Hace más de dos meses pasé una larga temporada en Haití y, al volver, esperaba encontrar ese mismo país que se ha convertido en un mundo donde reina la violencia. Pero el panorama cambió de manera drástica en apenas unas semanas. Ahora hay zonas completamente arrasadas. Por ejemplo, Solino, un barrio residencial de Puerto Príncipe tomado desde 2021 por las pandillas, ya no existe como lo conocí. Antes era una comunidad familiar, con parques infantiles y escuelas, plagada de trabajadores informales. El paisaje ahora se resume en casas quemadas, familias que empacan frenéticamente colchones y muebles en autos y cargan sus pertenencias sobre sus cabezas mientras abandonan sus hogares. Hoy no solo siento el peso de una realidad que ahoga a la ciudad, también me resuena una pregunta: ¿cómo vive un ciudadano haitiano en medio de esta incertidumbre y de este miedo?
Mi abuelo Levoy Exil, un pintor de 79 años, ha vivido en carne propia la dura realidad de Haití en medio de la violencia de las pandillas. Después de sufrir una lesión en su rodilla, tuvo que interrumpir sus terapias físicas al verse obligado a refugiarse en su casa por la creciente inseguridad. “Nadie puede ayudarme. Vivo solo y mi vecina es la única que me compra en el mercado”, me dice, mostrando la dificultad de moverse debido a la pérdida de movilidad en su pierna derecha. Como él, cientos de miles de personas mayores en Haití han tenido que permanecer ocultas en sus hogares desde 2021, atrapadas por la violencia de las pandillas que dominan las calles, sin poder salir a buscar ayuda o acceso a servicios básicos. La situación para los más vulnerables, como mi abuelo, se ha vuelto cada vez más desesperante.

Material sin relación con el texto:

//! Streams the chunks of one (table, tenant, shard) unit

use super::Shard;
use crate::backend::{DataClient, Row, RowRange, RowSet};
use crate::chunk::{Chunk, ChunkCodec, DecodeContext};
use crate::context::RequestContext;
use crate::storage::COLUMN_FAMILY;
use crate::{Error, Result};

use serde::{Deserialize, Serialize};
use std::sync::Arc;
use tokio::sync::mpsc;
use tracing::{debug, info};

/// Rows fetched per range read
pub const DEFAULT_SCAN_PAGE_SIZE: usize = 1000;
/// Chunks per batch sent downstream
pub const DEFAULT_SCAN_BATCH_SIZE: usize = 100;

/// One unit of scan work
#[derive(Debug, Clone, PartialEq, Eq, Serialize, Deserialize)]
pub struct ScanRequest {
    pub table: String,
    pub user: String,
    pub shard: Shard,
    /// Only chunks overlapping `[from, through)` are forwarded
    #[serde(default, skip_serializing_if = "Option::is_none")]
    pub interval: Option<(i64, i64)>,
}

/// Reads every chunk of a shard range and forwards them in batches
pub struct Scanner {
    data: Arc<dyn DataClient>,
    codec: Arc<dyn ChunkCodec>,
    page_size: usize,
    batch_size: usize,
}

impl Scanner {
    pub fn new(data: Arc<dyn DataClient>, codec: Arc<dyn ChunkCodec>) -> Self {
        Self {
            data,
            codec,
            page_size: DEFAULT_SCAN_PAGE_SIZE,
            batch_size: DEFAULT_SCAN_BATCH_SIZE,
        }
    }

    pub fn with_page_size(mut self, page_size: usize) -> Self {
        self.page_size = page_size.max(1);
        self
    }

    pub fn with_batch_size(mut self, batch_size: usize) -> Self {
        self.batch_size = batch_size.max(1);
        self
    }

    /// Scan `req` and send decoded chunks to `out`. Returns the number of
    /// chunks forwarded.
    ///
    /// Fails with [`Error::Cancelled`] if `out` is closed before the scan
    /// finishes.
    pub async fn scan(
        &self,
        ctx: &RequestContext,
        req: &ScanRequest,
        out: &mpsc::Sender<Vec<Chunk>>,
    ) -> Result<usize> {
        let range = req.shard.row_range(&req.user);
        let mut cursor = range.start.clone();
        let mut decode_ctx = DecodeContext::new();
        let mut batch = Vec::with_capacity(self.batch_size);
        let mut forwarded = 0usize;
        let mut pages = 0usize;

        loop {
            ctx.check()?;
            let page = RowRange::new(cursor.clone(), range.end.clone()).with_limit(self.page_size);
            let mut rows: Vec<Row> = Vec::with_capacity(self.page_size);
            self.data
                .read_rows(ctx, &req.table, RowSet::Range(page), &mut |row: Row| {
                    rows.push(row);
                    true
                })
                .await
                .map_err(|e| Error::backend("bigtable.ReadRows", e))?;
            pages += 1;

            let full_page = rows.len() >= self.page_size;
            if let Some(last) = rows.last() {
                // Smallest key strictly after the last one read.
                cursor = format!("{}\0", last.key());
            }

            for row in rows {
                let mut chunk = Chunk::parse_external_key(&req.user, row.key())?;
                if let Some((from, through)) = req.interval {
                    if !chunk.overlaps(from, through) {
                        continue;
                    }
                }
                let value = row.first_value(COLUMN_FAMILY).ok_or_else(|| {
                    Error::Decode(format!(
                        "row {} has no cell in family {}",
                        row.key(),
                        COLUMN_FAMILY
                    ))
                })?;
                self.codec.decode(&mut decode_ctx, &mut chunk, value.clone())?;
                batch.push(chunk);

                if batch.len() >= self.batch_size {
                    forwarded += batch.len();
                    let full = std::mem::replace(&mut batch, Vec::with_capacity(self.batch_size));
                    send(ctx, out, full).await?;
                }
            }

            if !full_page {
                break;
            }
        }

        if !batch.is_empty() {
            forwarded += batch.len();
            send(ctx, out, batch).await?;
        }

        debug!(pages, decoded = decode_ctx.decoded(), "Scan pages read");
        info!(
            table = %req.table,
            user = %req.user,
            shard = %req.shard,
            chunks = forwarded,
            "Shard scanned"
        );
        Ok(forwarded)
    }
}

async fn send(ctx: &RequestContext, out: &mpsc::Sender<Vec<Chunk>>, batch: Vec<Chunk>) -> Result<()> {
    tokio::select! {
        biased;
        err = ctx.done() => Err(err),
        sent = out.send(batch) => sent.map_err(|_| Error::Cancelled),
    }
}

En Puerto Príncipe, el control de las pandillas sobre los barrios cambió la vida de miles de personas. Las calles que antes bullían con la vida diaria, hoy se encuentran bajo la vigilancia de grupos armados. La violencia y la inseguridad afectan a cada aspecto de la vida cotidiana. “Cada mañana dudo si abrir mi negocio o no”, dice Jacques Dorsainville, un comerciante local, mientras se asoma por la reja de su pequeña tienda. “Varios negocios cerraron en la última semana porque los pandilleros cobran cuotas a todos los que trabajamos en esta zona. No se puede sobrevivir sin pagarles, y aun así uno nunca está seguro”.
Los bloqueos y retenes en las calles complican la movilidad y el acceso a servicios de salud y alimentos. Marie Lafontant, enfermera en una clínica comunitaria, cuenta que muchos colegas dejaron de acudir a trabajar. “Pasé tres retenes para llegar a mi trabajo esta semana”, relata. “Los pandilleros preguntaron a dónde iba, revisaron mi mochila, y solo me dejaron pasar porque les dije que atendía enfermos”.
Los servicios de emergencia enfrentan sus propias dificultades para atender a los heridos en las zonas controladas por pandillas. Pierre-Louis Augustin, conductor de ambulancias, asegura que los paramédicos recibieron instrucciones de no ingresar a ciertos barrios. “Ya no llegamos a donde nos necesitan”, lamenta. “En las últimas semanas vimos cómo aumentó la cantidad de personas heridas que no pudieron llegar a los hospitales a tiempo”. En un comunicado de prensa, Médicos Sin Fronteras (MSF) condenó un ataque perpetrado contra una de sus ambulancias esta semana. Según la organización, los atacantes eran policías, quienes luego ejecutaron a varios pacientes que estaban a bordo del vehículo. El equipo que se encontraba en el lugar ni siquiera pudo regresar en la ambulancia, que resultó completamente dañada.
Los residentes también describen la relación que mantienen con las pandillas. Algunos tratan de evitar conflictos y seguir las reglas impuestas, mientras otros han optado por mudarse o buscar refugio en otras zonas del país. Jean-Robert Sénatus, un habitante de Cité Soleil, asegura que muchos vecinos han vendido sus pertenencias para pagar a intermediarios que le ayudaron a huir de la capital. “Vivir así no es vida”, dice. “Pero irse también fue un riesgo. Muchos decidieron quedarse, aunque no tenían claro cuánto tiempo podrían soportar esta situación”.